Preparing for Worship - February 10, 2019
Join us this Sunday as we continue in our series in Matthew’s gospel. Last week we looked at John 10:5-15 and discussed what it means to be a “sent church”. We worshipped God as one who has sent his own Son for our sake so that we might be saved and also sent into the world in his name. But being a “sent one” is not an easy calling. Jesus teaches that we are sent into the world as sheep in the midst of wolves. That’s what we’ll be looking at this week as we turn our attention to Matthew 10:16 and beyond. Here are the songs that we’ll sing together:
1. O Church of Christ Invincible
Style: This is a modern hymn done in a mid-tempo, english folk style. Like much of Townend's work it is reminiscent of a Beatles song.
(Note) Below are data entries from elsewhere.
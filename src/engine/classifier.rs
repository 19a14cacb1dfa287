// ==========================================
// 通用数据交换引擎 - 模式分类器
// ==========================================
// 职责: 把记录模式展开为扁平字段描述符集合
// 保证: 分类是纯函数,只依赖模式,不依赖任何记录实例
// ==========================================

use crate::domain::flat_field::{FlatField, FlatFieldDescriptor, FlatListField};
use crate::domain::schema::{FieldKind, FieldSpec, RecordSchema};

// ==========================================
// SchemaClassifier - 模式分类器
// ==========================================
// 展开规则:
// - 标量字段 name          → 扁平键 name
// - 标量列表字段 tags       → 扁平键 tags（write_many）
// - 单值嵌套对象 addr{city} → 扁平键 addr.city
// - 嵌套对象列表 tags{label} → 通配键 tags[n].label（下标待表头解析分配）
#[derive(Debug, Clone)]
pub struct SchemaClassifier {
    schema: RecordSchema,
    flat_fields: Vec<FlatFieldDescriptor>,
}

impl SchemaClassifier {
    pub fn new(schema: &RecordSchema) -> Self {
        let mut flat_fields = Vec::new();

        for field in &schema.fields {
            match &field.kind {
                FieldKind::Scalar(_) => {
                    flat_fields.push(FlatFieldDescriptor::Plain(FlatField {
                        key: field.name.clone(),
                        required: field.required,
                        unique: field.unique,
                        readable: field.readable,
                        writable: field.writable,
                        write_many: false,
                    }));
                }
                FieldKind::ScalarList => {
                    flat_fields.push(FlatFieldDescriptor::Plain(FlatField {
                        key: field.name.clone(),
                        required: field.required,
                        unique: field.unique,
                        readable: field.readable,
                        writable: field.writable,
                        write_many: true,
                    }));
                }
                FieldKind::Object(sub_fields) => {
                    for sub in sub_fields {
                        flat_fields.push(FlatFieldDescriptor::Plain(FlatField {
                            key: format!("{}.{}", field.name, sub.name),
                            // 子字段必填以整体字段必填为前提
                            required: field.required && sub.required,
                            unique: sub.unique,
                            readable: field.readable && sub.readable,
                            writable: field.writable && sub.writable,
                            write_many: false,
                        }));
                    }
                }
                FieldKind::ObjectList(sub_fields) => {
                    for sub in sub_fields {
                        let key = format!("{}[n].{}", field.name, sub.name);

                        flat_fields.push(FlatFieldDescriptor::ListItem(FlatListField {
                            generic_key: key.clone(),
                            key,
                            parent_key: field.name.clone(),
                            index: None,
                            sub_key: Some(sub.name.clone()),
                            required: field.required && sub.required,
                            unique: sub.unique,
                            readable: field.readable && sub.readable,
                            writable: field.writable && sub.writable,
                        }));
                    }
                }
            }
        }

        Self {
            schema: schema.clone(),
            flat_fields,
        }
    }

    pub fn schema(&self) -> &RecordSchema {
        &self.schema
    }

    /// 全部扁平字段描述符（模式声明顺序）
    pub fn flat_fields(&self) -> &[FlatFieldDescriptor] {
        &self.flat_fields
    }

    /// 按键查找描述符（列表项键按通配等价匹配）
    pub fn descriptor(&self, key: &str) -> Option<&FlatFieldDescriptor> {
        self.flat_fields.iter().find(|d| d.matches(key))
    }

    pub fn contains_key(&self, key: &str) -> bool {
        self.descriptor(key).is_some()
    }

    /// 顶层字段声明查找
    pub fn field_spec(&self, name: &str) -> Option<&FieldSpec> {
        self.schema.field(name)
    }

    /// 参与唯一匹配的顶层字段名
    ///
    /// 仅顶层标量/标量列表字段可用于创建或更新判定;
    /// 嵌套子字段即使声明 unique 也不参与匹配。
    pub fn unique_fields(&self) -> Vec<String> {
        self.schema
            .fields
            .iter()
            .filter(|f| {
                f.unique
                    && matches!(f.kind, FieldKind::Scalar(_) | FieldKind::ScalarList)
            })
            .map(|f| f.name.clone())
            .collect()
    }

    /// 必填扁平键（模板生成用）
    pub fn required_fields(&self) -> Vec<String> {
        self.flat_fields
            .iter()
            .filter(|d| d.required())
            .map(|d| d.key().to_string())
            .collect()
    }

    /// 可写扁平键
    pub fn writable_fields(&self) -> Vec<String> {
        self.flat_fields
            .iter()
            .filter(|d| d.writable())
            .map(|d| d.key().to_string())
            .collect()
    }

    /// 可读扁平键（导出列全集）
    pub fn readable_fields(&self) -> Vec<String> {
        self.flat_fields
            .iter()
            .filter(|d| d.readable())
            .map(|d| d.key().to_string())
            .collect()
    }

    /// 标量列表字段名（值需逗号拆分的可写字段）
    pub fn write_many_fields(&self) -> Vec<String> {
        self.flat_fields
            .iter()
            .filter(|d| d.write_many() && d.writable())
            .map(|d| d.key().to_string())
            .collect()
    }
}

#[cfg(test)]
mod tests {
    use super::*;
    use crate::domain::schema::{FieldSpec, RecordSchema, ScalarType};

    fn member_schema() -> RecordSchema {
        RecordSchema::new(
            "member",
            vec![
                FieldSpec::scalar("id", ScalarType::Integer)
                    .unique()
                    .readonly(),
                FieldSpec::scalar("name", ScalarType::String).required(),
                FieldSpec::scalar("email", ScalarType::String).unique(),
                FieldSpec::scalar_list("tags"),
                FieldSpec::object(
                    "address",
                    vec![
                        FieldSpec::scalar("city", ScalarType::String),
                        FieldSpec::scalar("state", ScalarType::String),
                    ],
                ),
                FieldSpec::object_list(
                    "links",
                    vec![
                        FieldSpec::scalar("label", ScalarType::String),
                        FieldSpec::scalar("url", ScalarType::String),
                    ],
                ),
            ],
        )
    }

    #[test]
    fn test_flat_keys_cover_all_shapes() {
        let classifier = SchemaClassifier::new(&member_schema());
        let keys: Vec<&str> = classifier.flat_fields().iter().map(|d| d.key()).collect();

        assert_eq!(
            keys,
            vec![
                "id",
                "name",
                "email",
                "tags",
                "address.city",
                "address.state",
                "links[n].label",
                "links[n].url",
            ]
        );
    }

    #[test]
    fn test_descriptor_matches_indexed_list_key() {
        let classifier = SchemaClassifier::new(&member_schema());

        let descriptor = classifier.descriptor("links[4].label").unwrap();
        assert!(descriptor.is_list_item());
        assert_eq!(descriptor.key(), "links[n].label");

        assert!(classifier.descriptor("links[0].missing").is_none());
    }

    #[test]
    fn test_unique_fields_top_level_only() {
        let classifier = SchemaClassifier::new(&member_schema());

        assert_eq!(classifier.unique_fields(), vec!["id", "email"]);
    }

    #[test]
    fn test_required_and_writable_fields() {
        let classifier = SchemaClassifier::new(&member_schema());

        assert_eq!(classifier.required_fields(), vec!["name"]);

        let writable = classifier.writable_fields();
        assert!(!writable.contains(&"id".to_string()));
        assert!(writable.contains(&"name".to_string()));
        assert!(writable.contains(&"links[n].label".to_string()));
    }

    #[test]
    fn test_write_many_fields() {
        let classifier = SchemaClassifier::new(&member_schema());

        assert_eq!(classifier.write_many_fields(), vec!["tags"]);
    }
}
Song Info: This song appears on Stuart Townend's newest release - Paths of Grace. It is a hymn of the church meant to draw our attention to truths about what it means to be God's people. The four verses work through some of the hopeful but painful realities of what it means to be the church. In order, they begin with these lines:
"O Church of Christ, invincible...
O chosen people called by grace...
O Church of Christ in sorrow now...
O Church of Christ, upon that day..."
The hymn recognizes that the church is the work of God and cannot be defeated by the devil, she is called by God's grace, she lives in an age where she can expect to suffer because of her faith, but she awaits a wonderful day of vindication and ultimate salvation when Jesus returns.
2. Holy, Holy, Holy
Style: We will play the traditional version of this song with a "folk rock" sort of feel. It will be mid-tempo.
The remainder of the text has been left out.